## [Description of the task]
Gather each line containing the string "MockReportSink" from these entries.

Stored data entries
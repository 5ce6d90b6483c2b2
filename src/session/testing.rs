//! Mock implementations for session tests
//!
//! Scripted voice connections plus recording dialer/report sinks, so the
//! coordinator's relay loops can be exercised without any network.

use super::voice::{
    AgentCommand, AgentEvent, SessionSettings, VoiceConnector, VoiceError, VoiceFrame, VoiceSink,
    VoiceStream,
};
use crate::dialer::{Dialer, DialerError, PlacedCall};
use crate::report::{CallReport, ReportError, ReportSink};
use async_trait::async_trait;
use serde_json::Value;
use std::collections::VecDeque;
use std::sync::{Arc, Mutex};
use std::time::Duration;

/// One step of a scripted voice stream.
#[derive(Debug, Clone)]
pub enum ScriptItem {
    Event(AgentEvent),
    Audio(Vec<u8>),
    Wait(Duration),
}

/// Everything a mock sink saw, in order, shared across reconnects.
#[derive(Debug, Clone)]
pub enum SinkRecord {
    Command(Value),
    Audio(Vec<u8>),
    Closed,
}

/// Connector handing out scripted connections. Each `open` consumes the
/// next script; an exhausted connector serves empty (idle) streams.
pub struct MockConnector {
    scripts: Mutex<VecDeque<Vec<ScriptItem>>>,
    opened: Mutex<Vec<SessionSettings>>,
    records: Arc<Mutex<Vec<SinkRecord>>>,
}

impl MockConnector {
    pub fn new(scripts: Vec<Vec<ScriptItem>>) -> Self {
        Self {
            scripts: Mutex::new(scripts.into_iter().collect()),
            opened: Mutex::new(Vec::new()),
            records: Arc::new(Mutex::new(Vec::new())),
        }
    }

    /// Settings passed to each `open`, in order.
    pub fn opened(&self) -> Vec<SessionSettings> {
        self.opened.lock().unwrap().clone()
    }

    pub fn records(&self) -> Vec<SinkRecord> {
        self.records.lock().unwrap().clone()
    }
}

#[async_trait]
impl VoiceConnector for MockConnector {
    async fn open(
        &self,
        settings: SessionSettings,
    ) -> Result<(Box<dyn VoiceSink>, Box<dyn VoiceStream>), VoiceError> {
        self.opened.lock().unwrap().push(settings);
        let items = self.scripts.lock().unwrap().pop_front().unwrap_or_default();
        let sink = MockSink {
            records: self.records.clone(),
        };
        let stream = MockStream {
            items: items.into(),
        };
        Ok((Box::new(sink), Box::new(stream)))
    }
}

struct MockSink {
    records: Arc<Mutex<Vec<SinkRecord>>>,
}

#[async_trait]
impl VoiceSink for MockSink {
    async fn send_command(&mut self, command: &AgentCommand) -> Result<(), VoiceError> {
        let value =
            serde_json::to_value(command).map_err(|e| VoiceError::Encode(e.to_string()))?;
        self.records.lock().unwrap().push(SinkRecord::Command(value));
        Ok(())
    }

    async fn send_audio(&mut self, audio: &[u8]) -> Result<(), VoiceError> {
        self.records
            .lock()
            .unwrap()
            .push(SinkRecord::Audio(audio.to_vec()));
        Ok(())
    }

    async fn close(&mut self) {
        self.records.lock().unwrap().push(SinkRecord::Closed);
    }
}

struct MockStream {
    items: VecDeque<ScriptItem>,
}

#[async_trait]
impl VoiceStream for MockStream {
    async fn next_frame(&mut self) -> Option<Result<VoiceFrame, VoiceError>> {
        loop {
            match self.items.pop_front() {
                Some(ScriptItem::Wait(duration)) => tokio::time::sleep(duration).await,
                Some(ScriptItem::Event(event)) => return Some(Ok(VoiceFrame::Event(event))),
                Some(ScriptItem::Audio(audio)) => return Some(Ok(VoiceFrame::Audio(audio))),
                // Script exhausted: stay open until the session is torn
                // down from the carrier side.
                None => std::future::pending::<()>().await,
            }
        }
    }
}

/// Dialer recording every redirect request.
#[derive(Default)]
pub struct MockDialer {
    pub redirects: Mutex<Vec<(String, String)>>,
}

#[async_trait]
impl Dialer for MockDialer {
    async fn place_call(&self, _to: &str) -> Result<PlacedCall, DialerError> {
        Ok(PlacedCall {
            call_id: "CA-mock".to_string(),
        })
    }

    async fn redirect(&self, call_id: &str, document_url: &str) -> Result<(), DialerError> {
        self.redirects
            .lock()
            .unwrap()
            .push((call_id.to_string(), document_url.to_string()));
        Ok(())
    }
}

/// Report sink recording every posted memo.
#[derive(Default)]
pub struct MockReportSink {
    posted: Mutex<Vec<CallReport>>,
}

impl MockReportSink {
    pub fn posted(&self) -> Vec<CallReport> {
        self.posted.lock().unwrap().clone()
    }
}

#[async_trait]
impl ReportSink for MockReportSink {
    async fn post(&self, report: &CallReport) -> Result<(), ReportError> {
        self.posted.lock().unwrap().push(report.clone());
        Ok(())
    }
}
==
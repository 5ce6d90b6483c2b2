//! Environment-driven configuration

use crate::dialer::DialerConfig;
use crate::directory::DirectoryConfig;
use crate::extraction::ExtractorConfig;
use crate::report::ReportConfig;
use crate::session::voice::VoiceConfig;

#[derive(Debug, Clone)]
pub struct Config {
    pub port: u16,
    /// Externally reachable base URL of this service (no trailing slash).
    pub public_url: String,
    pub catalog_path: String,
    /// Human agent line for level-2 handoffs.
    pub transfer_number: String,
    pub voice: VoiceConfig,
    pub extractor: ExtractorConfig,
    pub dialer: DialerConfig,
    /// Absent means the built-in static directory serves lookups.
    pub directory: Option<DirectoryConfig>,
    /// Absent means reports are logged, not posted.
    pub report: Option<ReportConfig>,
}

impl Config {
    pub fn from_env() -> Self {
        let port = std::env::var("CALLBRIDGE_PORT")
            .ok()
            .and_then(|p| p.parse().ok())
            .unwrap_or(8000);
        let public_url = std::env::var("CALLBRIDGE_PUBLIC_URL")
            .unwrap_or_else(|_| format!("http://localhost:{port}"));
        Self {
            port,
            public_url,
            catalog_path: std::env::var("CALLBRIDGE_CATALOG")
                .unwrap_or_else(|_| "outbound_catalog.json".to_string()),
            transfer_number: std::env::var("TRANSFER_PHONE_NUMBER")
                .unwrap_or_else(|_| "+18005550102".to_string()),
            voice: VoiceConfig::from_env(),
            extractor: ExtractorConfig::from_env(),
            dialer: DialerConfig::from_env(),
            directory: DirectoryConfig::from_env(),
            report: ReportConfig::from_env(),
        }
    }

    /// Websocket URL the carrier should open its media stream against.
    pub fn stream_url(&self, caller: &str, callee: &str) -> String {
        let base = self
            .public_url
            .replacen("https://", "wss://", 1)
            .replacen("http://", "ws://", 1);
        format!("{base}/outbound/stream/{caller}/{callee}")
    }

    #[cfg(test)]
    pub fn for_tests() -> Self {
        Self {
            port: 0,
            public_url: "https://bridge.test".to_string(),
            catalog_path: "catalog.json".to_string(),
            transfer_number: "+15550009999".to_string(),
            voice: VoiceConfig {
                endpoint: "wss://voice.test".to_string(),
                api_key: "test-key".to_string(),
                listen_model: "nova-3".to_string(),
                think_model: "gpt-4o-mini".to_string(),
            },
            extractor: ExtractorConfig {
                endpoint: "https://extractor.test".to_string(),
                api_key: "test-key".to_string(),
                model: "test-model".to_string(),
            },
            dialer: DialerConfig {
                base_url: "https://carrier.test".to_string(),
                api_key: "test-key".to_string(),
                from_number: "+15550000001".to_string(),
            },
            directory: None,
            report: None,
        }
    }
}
...
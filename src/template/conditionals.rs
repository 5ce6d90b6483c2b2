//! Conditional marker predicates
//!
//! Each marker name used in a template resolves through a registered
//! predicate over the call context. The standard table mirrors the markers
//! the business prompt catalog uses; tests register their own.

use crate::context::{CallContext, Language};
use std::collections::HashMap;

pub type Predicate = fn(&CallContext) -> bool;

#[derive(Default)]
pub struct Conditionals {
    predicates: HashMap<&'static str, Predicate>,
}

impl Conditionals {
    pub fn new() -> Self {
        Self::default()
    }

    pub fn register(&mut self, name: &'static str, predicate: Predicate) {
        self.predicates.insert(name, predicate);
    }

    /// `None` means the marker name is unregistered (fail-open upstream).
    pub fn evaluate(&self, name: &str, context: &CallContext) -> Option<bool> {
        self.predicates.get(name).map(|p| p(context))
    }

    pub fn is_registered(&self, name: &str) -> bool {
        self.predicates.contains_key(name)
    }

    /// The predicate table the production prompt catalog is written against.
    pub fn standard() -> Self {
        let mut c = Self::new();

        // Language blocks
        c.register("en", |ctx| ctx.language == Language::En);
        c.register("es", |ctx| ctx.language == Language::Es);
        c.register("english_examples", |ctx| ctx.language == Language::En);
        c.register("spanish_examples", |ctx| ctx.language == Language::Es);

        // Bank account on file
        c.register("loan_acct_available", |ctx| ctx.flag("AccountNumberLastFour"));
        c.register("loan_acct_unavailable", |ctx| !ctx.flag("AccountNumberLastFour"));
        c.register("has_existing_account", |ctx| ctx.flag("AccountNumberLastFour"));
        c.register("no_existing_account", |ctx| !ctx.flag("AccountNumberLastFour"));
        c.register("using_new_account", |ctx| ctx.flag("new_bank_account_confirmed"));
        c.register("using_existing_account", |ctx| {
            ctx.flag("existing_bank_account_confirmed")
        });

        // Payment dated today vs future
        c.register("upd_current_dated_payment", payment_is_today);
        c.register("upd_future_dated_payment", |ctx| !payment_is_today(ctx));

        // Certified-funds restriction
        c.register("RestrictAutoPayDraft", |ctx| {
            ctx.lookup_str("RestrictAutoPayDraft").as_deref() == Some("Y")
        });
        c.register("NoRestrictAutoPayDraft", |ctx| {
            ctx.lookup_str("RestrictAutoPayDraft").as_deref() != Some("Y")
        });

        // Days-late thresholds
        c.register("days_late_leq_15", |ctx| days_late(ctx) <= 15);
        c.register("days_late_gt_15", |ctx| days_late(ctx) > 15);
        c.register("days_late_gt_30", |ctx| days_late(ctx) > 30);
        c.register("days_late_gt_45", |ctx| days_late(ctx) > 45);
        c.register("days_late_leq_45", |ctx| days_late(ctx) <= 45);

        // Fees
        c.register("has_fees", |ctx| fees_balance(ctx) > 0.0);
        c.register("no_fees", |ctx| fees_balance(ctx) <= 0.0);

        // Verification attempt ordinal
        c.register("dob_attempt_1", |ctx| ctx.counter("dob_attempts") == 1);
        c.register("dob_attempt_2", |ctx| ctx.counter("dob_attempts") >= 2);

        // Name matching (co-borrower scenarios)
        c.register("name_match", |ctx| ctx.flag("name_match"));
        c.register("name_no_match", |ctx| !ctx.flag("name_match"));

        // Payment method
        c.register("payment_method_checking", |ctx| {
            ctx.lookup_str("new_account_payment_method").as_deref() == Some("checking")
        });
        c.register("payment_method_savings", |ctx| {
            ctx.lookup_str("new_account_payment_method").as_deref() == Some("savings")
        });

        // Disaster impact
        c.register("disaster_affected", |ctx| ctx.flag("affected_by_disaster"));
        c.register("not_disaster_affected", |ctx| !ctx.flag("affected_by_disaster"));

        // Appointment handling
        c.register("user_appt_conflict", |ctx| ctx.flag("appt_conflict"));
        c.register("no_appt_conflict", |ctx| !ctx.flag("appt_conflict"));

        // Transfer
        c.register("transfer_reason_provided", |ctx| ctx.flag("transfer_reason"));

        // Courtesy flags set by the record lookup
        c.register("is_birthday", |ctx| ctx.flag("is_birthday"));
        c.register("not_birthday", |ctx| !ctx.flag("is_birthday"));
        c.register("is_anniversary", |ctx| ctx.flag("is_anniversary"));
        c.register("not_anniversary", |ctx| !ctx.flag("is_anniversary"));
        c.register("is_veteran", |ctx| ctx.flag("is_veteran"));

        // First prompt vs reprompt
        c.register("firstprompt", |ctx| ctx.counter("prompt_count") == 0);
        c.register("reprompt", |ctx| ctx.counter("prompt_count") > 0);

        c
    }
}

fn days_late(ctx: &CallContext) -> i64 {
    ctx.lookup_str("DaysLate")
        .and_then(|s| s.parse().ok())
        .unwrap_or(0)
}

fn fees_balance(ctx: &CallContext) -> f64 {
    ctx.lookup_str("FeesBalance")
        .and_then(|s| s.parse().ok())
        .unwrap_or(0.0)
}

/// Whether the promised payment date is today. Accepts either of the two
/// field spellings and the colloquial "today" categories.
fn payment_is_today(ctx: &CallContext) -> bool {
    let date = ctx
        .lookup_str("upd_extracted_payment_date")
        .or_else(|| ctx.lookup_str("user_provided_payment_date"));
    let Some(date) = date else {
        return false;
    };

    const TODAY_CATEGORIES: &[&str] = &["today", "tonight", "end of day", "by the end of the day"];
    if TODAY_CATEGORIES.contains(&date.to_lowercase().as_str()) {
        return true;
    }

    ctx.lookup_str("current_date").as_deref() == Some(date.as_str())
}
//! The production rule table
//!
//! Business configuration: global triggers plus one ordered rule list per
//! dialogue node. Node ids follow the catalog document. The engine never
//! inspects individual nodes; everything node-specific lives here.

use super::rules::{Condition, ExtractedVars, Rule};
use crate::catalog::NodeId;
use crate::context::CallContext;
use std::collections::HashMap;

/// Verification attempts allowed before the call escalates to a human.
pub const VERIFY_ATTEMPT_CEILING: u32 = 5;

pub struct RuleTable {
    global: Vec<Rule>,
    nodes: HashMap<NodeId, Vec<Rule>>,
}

## [Exercise answer]
pub struct MockReportSink {
impl MockReportSink {
impl ReportSink for MockReportSink {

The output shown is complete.